4. PROPUESTA DE ESTRUCTURACIÓN ADMINISTRATIVA DE LO FORESTAL EN LA AGE

La ubicación de lo forestal en la AGE ha adolecido durante los pasados 20 años de excesivos cambios tanto de denominación como de ubicación (Agricultura, Medio Ambiente, Agricultura y Medio Ambiente). Esta última arquitectura establecida en 2008 y vigente hasta la actualidad tiene la virtud de incluir los elementos clave relevantes para la política forestal como desarrollo rural, aguas, medio ambiente, biodiversidad y agricultura en la forma de un departamento de la vida como se ha denominado en otros países (A, UK, DK). El reto de futuro es ahondar para sacar pleno partido del potencial de un departamento con esa única combinación de competencias. A ello ayudaría el sumar a la ya positiva integración en una misma Dirección General de las competencias de desarrollo rural y política forestal, las de biodiversidad así como de Parques Nacionales. Ello permitiría abordar de forma integral las cuestiones que afectan al territorio forestal.

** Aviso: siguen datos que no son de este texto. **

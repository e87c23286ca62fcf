//! Rate limiting for the authentication endpoints.
//!
//! Uses governor through `tower_governor`, keyed by the client IP as seen
//! through Cloudflare and common reverse proxies.

use std::net::{IpAddr, SocketAddr};
use std::sync::Arc;

use axum::extract::ConnectInfo;
use axum::http::Request;
use governor::clock::QuantaInstant;
use governor::middleware::NoOpMiddleware;
use tower_governor::{GovernorError, GovernorLayer, governor::GovernorConfigBuilder};

/// Single-address proxy headers checked after `X-Forwarded-For`.
const FALLBACK_IP_HEADERS: [&str; 2] = ["x-real-ip", "fly-client-ip"];

/// Key extractor that prefers proxy headers and falls back to the peer
/// address.
#[derive(Clone, Copy)]
pub struct ClientIpKeyExtractor;

impl tower_governor::key_extractor::KeyExtractor for ClientIpKeyExtractor {
    type Key = IpAddr;

    fn extract<T>(&self, req: &Request<T>) -> Result<Self::Key, GovernorError> {
        let headers = req.headers();

        if let Some(ip) = headers
            .get("cf-connecting-ip")
            .and_then(|v| v.to_str().ok())
            .and_then(|s| s.trim().parse::<IpAddr>().ok())
        {
            return Ok(ip);
        }

        // First hop of X-Forwarded-For
        if let Some(ip) = headers
            .get("x-forwarded-for")
            .and_then(|v| v.to_str().ok())
            .and_then(|s| s.split(',').next())
            .and_then(|s| s.trim().parse::<IpAddr>().ok())
        {
            return Ok(ip);
        }

        if let Some(ip) = FALLBACK_IP_HEADERS.iter().find_map(|name| {
            headers
                .get(*name)
                .and_then(|v| v.to_str().ok())
                .and_then(|s| s.trim().parse::<IpAddr>().ok())
        }) {
            return Ok(ip);
        }

        req.extensions()
            .get::<ConnectInfo<SocketAddr>>()
            .map(|ConnectInfo(addr)| addr.ip())
            .ok_or(GovernorError::UnableToExtractKey)
    }
}

/// Rate limiter layer type for Axum.
pub type RateLimiterLayer =
    GovernorLayer<ClientIpKeyExtractor, NoOpMiddleware<QuantaInstant>, axum::body::Body>;

/// Create rate limiter for auth endpoints: ~10 requests per minute per IP.
///
/// One token is replenished every 6 seconds with a burst of 5, which slows
/// down password guessing against login and registration.
///
/// # Panics
///
/// Never panics: `per_second(6)` and `burst_size(5)` are always accepted by
/// `GovernorConfigBuilder`.
#[must_use]
#[allow(clippy::expect_used)]
pub fn auth_rate_limiter() -> RateLimiterLayer {
    let config = GovernorConfigBuilder::default()
        .key_extractor(ClientIpKeyExtractor)
        .per_second(6)
        .burst_size(5)
        .finish()
        .expect("rate limiter config with per_second(6) and burst_size(5) is valid");
    GovernorLayer::new(Arc::new(config))
}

Por todo ello se propone una apuesta decidida por mantener las competencias del actual MAPAMA integrándolas mucho más, superando las inercias de los antiguos Ministerios que lo conforman y activando todo el potencial que alberga y estimulando la interacción entre sus elementos. Ello permitirá abordar con garantías los importantes retos de desarrollo rural y cohesión territorial, cambio climático, aguas o cambio del modelo productivo hacia la bio-economía que tenemos planteados.

Por todo ello, entendemos que el desarrollo rural, la política forestal y la biodiversidad van a ser determinantes en la solución de muchos de los retos de la futura Legislatura, por lo que deberían ubicarse en una misma unidad con rango de Secretaría General.